Julia Harms spielt von klein auf Basketball. "Das war ein absoluter Zufall", sagt die 42-Jährige, die viel lacht im Gespräch.

"Meine Eltern haben gar keinen Sport gemacht, aber als bei uns in der Nähe ein Kinderteam aufgemacht wurde, wurden meine Schwester und ich dahin geschickt." Besonderen sportlichen Ehrgeiz hatte Harms damals noch nicht, erzählt sie, der sei erst mit der Zeit gekommen.

Ein Zufall wird zur Leidenschaft

Viermal die Woche trainiert sie als Jugendliche in Nordrhein-Westfalen in der Nähe von Bonn, wird gefördert, darf in drei Altersklassen mitspielen - auch die Wochenenden sind voll gepackt mit Basketballspielen. Auch die Schule kriegt sie noch hin:

"Ich hab' immer megaschnell geduscht nach den Spielen und hab dann Lateinvokabeln gelernt. Meine älteren Mitspielerinnen fanden das total befremdlich."

Aufstiegspotenzial 

Als 17-Jährige wird sie selbst Coach und merkt schon da, wie viel Spaß ihr das macht, anderen Basketball beizubringen.

Sie will Kids als Persönlichkeiten stärken, nimmt sie sich vor. Aber eine Erfahrung machen Julia Harms und ihre Basketballkolleginnen immer wieder:

Mädchen- und Frauenteams scheinen weniger wichtig zu sein als Männer- und Jungsteams. Bei Trainingszeiten, der Ausstattung, Fahrten und den Trainern müssen sie sich hinten anstellen. In Gotha in Thüringen, wo sie lange gespielt hat, hat sie erlebt, "da gab es hochklassige Damen- und Herrenteams. Aber als die Herren immer weiter aufgestiegen sind, wurde das Damenteam tatsächlich gekillt und alle Kapazitäten in die Herrenmannschaft gesteckt".

Zukunftsperspektiven 

2021 in Nürnberg tut sich Harms mit anderen Frauen zusammen, mit der Idee einen eigenen Sportverein für Mädchen zu gründen. Artio - Sport für Mädchen und andere coole Menschen - so nennen sie ihren Verein. Artio ist eine gallische Jagd- und Bärengöttin, also eine starke Frauenfigur.

"Mädchen untereinander sind dann keine Gruppe mehr, nicht mehr 'die Mädchen'", erklärt Harms den Unterschied zu einem gemischten Verein. Mädchen würden sich plötzlich trauen, sich den Ball zu krallen und den unter keinen Umständen herzugeben. "Jede kann ihre eigene Rolle finden, weil es ohne Jungs eine riesengroße Varianz gibt an Rollen, wie ich als Mädchen sein kann."

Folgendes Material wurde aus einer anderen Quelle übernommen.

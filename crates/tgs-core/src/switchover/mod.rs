//! Blue/green switchover engine.
//!
//! One run walks `SNAPSHOTTING → (REGISTERING → CONVERGING → PRUNING)ⁿ →
//! CLEANUP?` sequentially. Each destination is registered, converged and
//! pruned before the next one is touched, so a failure on destination `k`
//! leaves destinations `1..k` already cut over and `k+1..` untouched. The
//! operation is knowingly non-atomic across groups and nothing is rolled
//! back; re-running a failed plan is safe because registration is
//! idempotent and pruning recomputes its diff on every run.
//!
//! Plan validation (the INIT state) happens in [`SwitchoverPlan::new`].

mod plan;
mod report;


use std::collections::BTreeSet;
use std::fmt;

use orion_error::StructError;

use crate::error::{CoreError, CoreReason};
use crate::gateway::LoadBalancerGateway;
use crate::model::{ReadinessPolicy, TargetGroup, TargetIdentity};
use crate::poll::{PollPolicy, poll_until};

pub use plan::SwitchoverPlan;
pub use report::{DestinationOutcome, SwitchoverFailure, SwitchoverReport};

use plan::Snapshot;

// ---------------------------------------------------------------------------
// Phase
// ---------------------------------------------------------------------------

#[derive(Debug, Clone, Copy, PartialEq, Eq)]
pub enum Phase {
    Snapshotting,
    Registering,
    Converging,
    Pruning,
    Cleanup,
}

impl fmt::Display for Phase {
    fn fmt(&self, f: &mut fmt::Formatter<'_>) -> fmt::Result {
        f.write_str(match self {
            Self::Snapshotting => "snapshotting",
            Self::Registering => "registering",
            Self::Converging => "converging",
            Self::Pruning => "pruning",
            Self::Cleanup => "cleaning up",
        })
    }
}

/// Failure of a single step, before it is placed in run context.
struct StepError {
    phase: Phase,
    reason: CoreReason,
    error: CoreError,
}

impl StepError {
    fn new(phase: Phase, reason: CoreReason, detail: String) -> Self {
        Self {
            phase,
            error: StructError::from(reason.clone()).with_detail(detail),
            reason,
        }
    }

    fn gateway(phase: Phase, reason: CoreReason, what: String, err: anyhow::Error) -> Self {
        Self::new(phase, reason, format!("{what}: {err:#}"))
    }

    fn into_failure(
        self,
        destination: Option<TargetGroup>,
        completed: Vec<DestinationOutcome>,
        untouched: Vec<TargetGroup>,
    ) -> SwitchoverFailure {
        SwitchoverFailure::new(
            self.phase,
            self.reason,
            self.error,
            destination,
            completed,
            untouched,
        )
    }
}

// ---------------------------------------------------------------------------
// Switchover
// ---------------------------------------------------------------------------

/// Drives one or more cutovers through a [`LoadBalancerGateway`].
pub struct Switchover<'g, G: ?Sized> {
    gateway: &'g G,
    poll: PollPolicy,
    readiness: ReadinessPolicy,
}

impl<'g, G> Switchover<'g, G>
where
    G: LoadBalancerGateway + ?Sized,
{
    pub fn new(gateway: &'g G) -> Self {
        Self {
            gateway,
            poll: PollPolicy::default(),
            readiness: ReadinessPolicy::default(),
        }
    }

    pub fn with_poll_policy(mut self, poll: PollPolicy) -> Self {
        self.poll = poll;
        self
    }

    pub fn with_readiness(mut self, readiness: ReadinessPolicy) -> Self {
        self.readiness = readiness;
        self
    }

    /// Copy the source's ready members into every destination, then
    /// optionally retire them from the source.
    ///
    /// The first failing step ends the run; see [`SwitchoverFailure`] for
    /// what has already been changed at that point.
    pub async fn run(
        &self,
        plan: SwitchoverPlan,
        remove_source: bool,
    ) -> Result<SwitchoverReport, SwitchoverFailure> {
        let destinations = plan.destinations();

        let snapshot = match self.snapshot(plan.source()).await {
            Ok(snapshot) => snapshot,
            Err(step) => return Err(step.into_failure(None, Vec::new(), destinations.to_vec())),
        };

        let mut completed = Vec::with_capacity(destinations.len());
        for (idx, destination) in destinations.iter().enumerate() {
            log::info!(
                "cutting over {} ({}/{})",
                destination.name,
                idx + 1,
                destinations.len()
            );
            match self.cut_over(destination, &snapshot).await {
                Ok(outcome) => completed.push(outcome),
                Err(step) => {
                    return Err(step.into_failure(
                        Some(destination.clone()),
                        completed,
                        destinations[idx + 1..].to_vec(),
                    ));
                }
            }
        }

        if remove_source {
            if let Err(step) = self.retire_source(plan.source(), &snapshot).await {
                return Err(step.into_failure(None, completed, Vec::new()));
            }
        }

        Ok(SwitchoverReport {
            source: plan.source().clone(),
            snapshot: snapshot.targets().to_vec(),
            destinations: completed,
            source_retired: remove_source,
        })
    }

    async fn snapshot(&self, source: &TargetGroup) -> Result<Snapshot, StepError> {
        let health = self.gateway.list_health(source, None).await.map_err(|e| {
            StepError::gateway(
                Phase::Snapshotting,
                CoreReason::InventoryFetch,
                format!("listing members of source {}", source.name),
                e,
            )
        })?;
        let listed = health.len();
        for h in &health {
            log::debug!("source {} member {} is {}", source.name, h.target, h.state);
        }
        let snapshot = Snapshot::new(
            health
                .into_iter()
                .filter(|h| self.readiness.is_ready(h.state))
                .map(|h| h.target),
        );
        if snapshot.is_empty() {
            return Err(StepError::new(
                Phase::Snapshotting,
                CoreReason::NoSourceInstances,
                format!(
                    "source {} has no ready members ({listed} listed)",
                    source.name
                ),
            ));
        }
        log::info!(
            "snapshot of {}: {} of {listed} members ready",
            source.name,
            snapshot.len()
        );
        Ok(snapshot)
    }

    async fn cut_over(
        &self,
        destination: &TargetGroup,
        snapshot: &Snapshot,
    ) -> Result<DestinationOutcome, StepError> {
        self.register(destination, snapshot).await?;
        let polls = self.converge(destination, snapshot).await?;
        let pruned = self.prune(destination, snapshot).await?;
        Ok(DestinationOutcome {
            group: destination.clone(),
            registered: snapshot.len(),
            polls,
            pruned,
        })
    }

    async fn register(&self, destination: &TargetGroup, snapshot: &Snapshot) -> Result<(), StepError> {
        self.gateway
            .register(destination, snapshot.targets())
            .await
            .map_err(|e| {
                StepError::gateway(
                    Phase::Registering,
                    CoreReason::PartialMutation,
                    format!("registering {} targets in {}", snapshot.len(), destination.name),
                    e,
                )
            })?;
        log::info!("registered {} targets in {}", snapshot.len(), destination.name);
        Ok(())
    }

    async fn converge(&self, destination: &TargetGroup, snapshot: &Snapshot) -> Result<u32, StepError> {
        let polls = poll_until(&self.poll, |attempt| {
            self.all_ready(destination, snapshot, attempt)
        })
        .await
        .map_err(|timeout| {
            StepError::new(
                Phase::Converging,
                CoreReason::ConvergenceTimeout,
                format!(
                    "{} not ready after {} polls {:?} apart",
                    destination.name, timeout.attempts, self.poll.interval
                ),
            )
        })?;
        log::info!("{} converged after {polls} poll(s)", destination.name);
        Ok(polls)
    }

    /// One convergence probe. A failed health fetch counts as not ready.
    async fn all_ready(&self, destination: &TargetGroup, snapshot: &Snapshot, attempt: u32) -> bool {
        let health = match self
            .gateway
            .list_health(destination, Some(snapshot.targets()))
            .await
        {
            Ok(health) => health,
            Err(e) => {
                log::warn!(
                    "health poll {attempt}/{} of {} failed: {e:#}",
                    self.poll.max_attempts,
                    destination.name
                );
                return false;
            }
        };
        let ready: BTreeSet<&TargetIdentity> = health
            .iter()
            .filter(|h| self.readiness.is_ready(h.state) && snapshot.contains(&h.target))
            .map(|h| &h.target)
            .collect();
        if ready.len() == snapshot.len() {
            return true;
        }
        log::info!(
            "still waiting for health checks on {}: {}/{} ready (poll {attempt}/{})",
            destination.name,
            ready.len(),
            snapshot.len(),
            self.poll.max_attempts
        );
        false
    }

    async fn prune(
        &self,
        destination: &TargetGroup,
        snapshot: &Snapshot,
    ) -> Result<Vec<TargetIdentity>, StepError> {
        let current = self
            .gateway
            .list_health(destination, None)
            .await
            .map_err(|e| {
                StepError::gateway(
                    Phase::Pruning,
                    CoreReason::InventoryFetch,
                    format!("listing members of {}", destination.name),
                    e,
                )
            })?;
        let stale: Vec<TargetIdentity> = current
            .into_iter()
            .map(|h| h.target)
            .filter(|t| !snapshot.contains(t))
            .collect::<BTreeSet<_>>()
            .into_iter()
            .collect();
        log::info!("removing {} stale targets from {}", stale.len(), destination.name);
        if !stale.is_empty() {
            self.gateway
                .deregister(destination, &stale)
                .await
                .map_err(|e| {
                    StepError::gateway(
                        Phase::Pruning,
                        CoreReason::PartialMutation,
                        format!("deregistering {} stale targets from {}", stale.len(), destination.name),
                        e,
                    )
                })?;
        }
        Ok(stale)
    }

    /// Fire-and-forget: no convergence wait after deregistering.
    async fn retire_source(&self, source: &TargetGroup, snapshot: &Snapshot) -> Result<(), StepError> {
        self.gateway
            .deregister(source, snapshot.targets())
            .await
            .map_err(|e| {
                StepError::gateway(
                    Phase::Cleanup,
                    CoreReason::PartialMutation,
                    format!("deregistering {} targets from source {}", snapshot.len(), source.name),
                    e,
                )
            })?;
        log::info!("retired {} targets from source {}", snapshot.len(), source.name);
        Ok(())
    }
}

Viele Mädchen kämen laut Harms gar nicht auf die Idee, einen Teamsport auszuprobieren. Deswegen macht Artio Basketball-Schnupper-Trainings. An zwei Nürnberger Schulen bieten sie einen Wahlkurs Basketball an. In den Oster- und Herbstferien veranstaltet Artio einwöchige Camps.

Erfolge des Vereins 

Mittlerweile hat der Verein 130 Mitglieder, drei Kinderteams für die Jahrgänge 2010 bis 2017 und eine Frauenmannschaft. Einige Jungs spielen auch mit. Das sind meist Brüder von Mädchen, die schon in einer Mannschaft sind.

Oft ändere sich damit das soziale Gefüge, berichtet Harms. "Denn wir alle lernen bestimmte Rollenbilder und reproduzieren diese im Alltag, oft unbewusst. Das beginnt bei der Kleidung und geht bis hin zu Verhaltensweisen, die eher einem bestimmten Geschlecht zugeschrieben werden."

Gleichberechtigung im Team 

Harms erzählt ein Beispiel aus dem Training: Da war ein Mädchen auf dem Weg zum Korb und wollte schon werfen. "Da ruft ein Junge von hinten 'Ball zu mir', das Mädchen stoppt und will dem Jungen den Ball zuspielen."

Für Trainerin Harms ein Grund, die Spielsituation zu unterbrechen, nicht nur aus spieltaktischen Gründen. "Wir haben besprochen, was wir als Team wollen, und dass es total egal ist, wer von den Kindern den Ball in den Korb macht."

Jungs, die erstmal den starken Macker markieren, nimmt Harms in Schutz. "Wir versuchen das aufzulösen und möchten auf gar keinen Fall den Eindruck vermitteln, dass Jungs immer so sind."